La pathologie est-elle plus grave chez les personnes vivant avec le VIH ?
Elle est effectivement plus sévère et peut atteindre un plus grand nombre d’organes. Dans 30 % des cas, le développement de la pathologie peut conduire à un cancer agressif de type lymphome. Rappelons que le sarcome de Kaposi, aussi appelé maladie de Kaposi, est une des pathologies classant sida, c’est-à-dire signant le passage de l’infection par le VIH sans symptômes au stade sida[[Les lymphomes non Hodgkiniens et le cancer du col de l’utérus avancé sont aussi des cancers classant sida.]].

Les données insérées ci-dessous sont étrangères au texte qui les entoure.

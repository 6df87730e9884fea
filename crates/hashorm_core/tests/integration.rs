//! Integration tests for the mapping engine over an in-memory store.

use hashorm_core::{Column, Entity, Kind, Repository, Schema, ScanOptions};
use hashorm_store::MemoryStore;
use std::sync::Arc;

fn user_schema() -> Arc<Schema> {
    Schema::new(
        "User",
        vec![
            Column::new("id").kind(Kind::Integer).primary_key(),
            Column::new("name").kind(Kind::Text),
        ],
    )
    .unwrap()
}

fn new_repo() -> Repository<MemoryStore> {
    Repository::new(MemoryStore::new(), "itest")
}

/// Declare User{id: int primary key, name: text}; save two users,
/// delete one, and check ids, ordering, visibility and the counter.
#[test]
fn user_lifecycle() {
    let schema = user_schema();
    let mut repo = new_repo();

    let mut a = Entity::with_values(&schema, [("id", "0"), ("name", "a")]).unwrap();
    repo.save(&mut a).unwrap();
    assert_eq!(a.id(), Some("0"));

    let mut b = Entity::with_values(&schema, [("id", "1"), ("name", "b")]).unwrap();
    repo.save(&mut b).unwrap();
    assert_eq!(b.id(), Some("1"));

    let loaded: Vec<Entity> = repo
        .load_all(&schema)
        .unwrap()
        .filter_map(|item| item.unwrap())
        .collect();
    assert_eq!(loaded.len(), 2);
    assert_eq!(loaded[0].get("name").unwrap().as_text(), Some("a"));
    assert_eq!(loaded[1].get("name").unwrap().as_text(), Some("b"));

    repo.delete(&a).unwrap();
    assert!(repo.load(&schema, 0).unwrap().is_none());

    let after: Vec<Entity> = repo
        .load_all(&schema)
        .unwrap()
        .filter_map(|item| item.unwrap())
        .collect();
    assert_eq!(after.len(), 1);
    assert_eq!(after[0].id(), Some("1"));

    assert_eq!(repo.get_max_id(&schema).unwrap(), Some(1));
}

/// After any sequence of saves, load_all yields non-decreasing
/// primary-key values.
#[test]
fn load_all_is_sorted_after_every_save() {
    let schema = user_schema();
    let mut repo = new_repo();

    for pk in [9i64, 3, 7, 3, 11, 0, 5] {
        let mut user = Entity::with_values(&schema, [("id", pk)]).unwrap();
        repo.save(&mut user).unwrap();

        let keys: Vec<i64> = repo
            .load_all(&schema)
            .unwrap()
            .filter_map(|item| item.unwrap())
            .map(|e| e.get("id").unwrap().as_integer().unwrap())
            .collect();
        let mut sorted = keys.clone();
        sorted.sort_unstable();
        assert_eq!(keys, sorted);
    }
}

/// Saved column values survive one serialize/parse round trip per
/// column kind.
#[test]
fn save_load_round_trips_every_kind() {
    let schema = Schema::new(
        "Sample",
        vec![
            Column::new("k").kind(Kind::Integer).primary_key(),
            Column::new("t").kind(Kind::Text),
            Column::new("f").kind(Kind::Float),
            Column::new("b").kind(Kind::Boolean),
            Column::new("j").kind(Kind::Json),
            Column::new("raw"),
        ],
    )
    .unwrap();
    let mut repo = new_repo();

    let mut sample = Entity::new(&schema);
    sample.set("k", 42i64).unwrap();
    sample.set("t", "héllo world").unwrap();
    sample.set("f", -2.5f64).unwrap();
    sample.set("b", true).unwrap();
    sample
        .set("j", serde_json::json!({ "tags": ["x", "y"], "n": 3 }))
        .unwrap();
    sample.set("raw", "opaque:string:with:separators").unwrap();
    repo.save(&mut sample).unwrap();

    let loaded = repo.load(&schema, 0).unwrap().unwrap();
    for column in schema.columns() {
        assert_eq!(loaded.get(column.name()), sample.get(column.name()));
    }
}

/// Ids are issued 0, 1, 2, ... with no repeats and no gaps, and
/// deletes never free an id.
#[test]
fn identifier_monotonicity_across_deletes() {
    let schema = user_schema();
    let mut repo = new_repo();
    let mut saved = Vec::new();

    for i in 0..5i64 {
        let mut user = Entity::with_values(&schema, [("id", i)]).unwrap();
        repo.save(&mut user).unwrap();
        assert_eq!(user.id(), Some(i.to_string().as_str()));
        saved.push(user);
    }

    repo.delete(&saved[1]).unwrap();
    repo.delete(&saved[4]).unwrap();

    let mut next = Entity::with_values(&schema, [("id", 99i64)]).unwrap();
    repo.save(&mut next).unwrap();
    assert_eq!(next.id(), Some("5"));
    assert_eq!(repo.get_max_id(&schema).unwrap(), Some(5));
}

/// find_by matches on the stored serialized form and returns the
/// lowest live id.
#[test]
fn find_by_serialized_equality() {
    let schema = Schema::new(
        "Event",
        vec![
            Column::new("at").kind(Kind::Integer).primary_key(),
            Column::new("level").kind(Kind::Integer),
        ],
    )
    .unwrap();
    let mut repo = new_repo();

    for (at, level) in [(3i64, 10i64), (1, 20), (2, 20)] {
        let mut event = Entity::with_values(&schema, [("at", at), ("level", level)]).unwrap();
        repo.save(&mut event).unwrap();
    }

    // id order, not primary-key order: id 1 saved before id 2
    let found = repo.find_by(&schema, "level", "20").unwrap().unwrap();
    assert_eq!(found.id(), Some("1"));
    assert_eq!(found.get("at").unwrap().as_integer(), Some(1));

    // the decoded value "20" never matches as "020"
    assert!(repo.find_by(&schema, "level", "020").unwrap().is_none());
}

/// A fresh scan observes writes made after an earlier scan finished.
#[test]
fn scans_are_restartable() {
    let schema = user_schema();
    let mut repo = new_repo();

    let mut a = Entity::with_values(&schema, [("id", 1i64)]).unwrap();
    repo.save(&mut a).unwrap();
    assert_eq!(repo.load_all(&schema).unwrap().count(), 1);

    let mut b = Entity::with_values(&schema, [("id", 2i64)]).unwrap();
    repo.save(&mut b).unwrap();
    assert_eq!(repo.load_all(&schema).unwrap().count(), 2);
}

/// Reverse iteration without a primary key walks ids downward.
#[test]
fn reverse_insertion_scan() {
    let schema = Schema::new("Log", vec![Column::new("line").kind(Kind::Text)]).unwrap();
    let mut repo = new_repo();
    for line in ["one", "two", "three"] {
        let mut log = Entity::with_values(&schema, [("line", line)]).unwrap();
        repo.save(&mut log).unwrap();
    }

    let lines: Vec<String> = repo
        .load_all_with(
            &schema,
            ScanOptions {
                reverse: true,
                ..ScanOptions::default()
            },
        )
        .unwrap()
        .filter_map(|item| item.unwrap())
        .map(|e| e.get("line").unwrap().as_text().unwrap().to_owned())
        .collect();
    assert_eq!(lines, vec!["three", "two", "one"]);
}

Quel est le pourcentage de personnes concernées et vivant avec le VIH ?

Au début de l’épidémie, un quart des personnes vivant avec le VIH aux Etats-Unis présentaient un sarcome de Kaposi et plus de 20 % en Europe. En l’absence de traitements antirétroviraux anti-VIH, ces chiffres restent d’actualité, en particulier :
– 20 à 40 % des homosexuels masculins sont susceptibles de développer un sarcome de Kaposi ;
– chez les enfants, le pourcentage est de 1,6 % ;
– il est de 1 % chez les hémophiles ;
– il est tout aussi rare chez les femmes, quoique cette observation doive être tempérée par des considérations géographiques, puisqu’il est plus commun chez les femmes séropositives dans certains pays africains – ainsi que chez les hommes. Une étude publiée dans la revue Gender Medicine en septembre 2007 suggère néanmoins qu’il pourrait y avoir un biais dans l’appréciation du nombre de sarcomes de Kaposi liés au VIH chez les femmes. Les auteurs montrent que les principales études réalisées dans les pays qu’ils qualifient à économie de marché établie se sont focalisées sur la population masculine. Celle-ci ne reflète pas le paysage actuel de l’épidémie de VIH où la féminisation est de plus en plus prépondérante.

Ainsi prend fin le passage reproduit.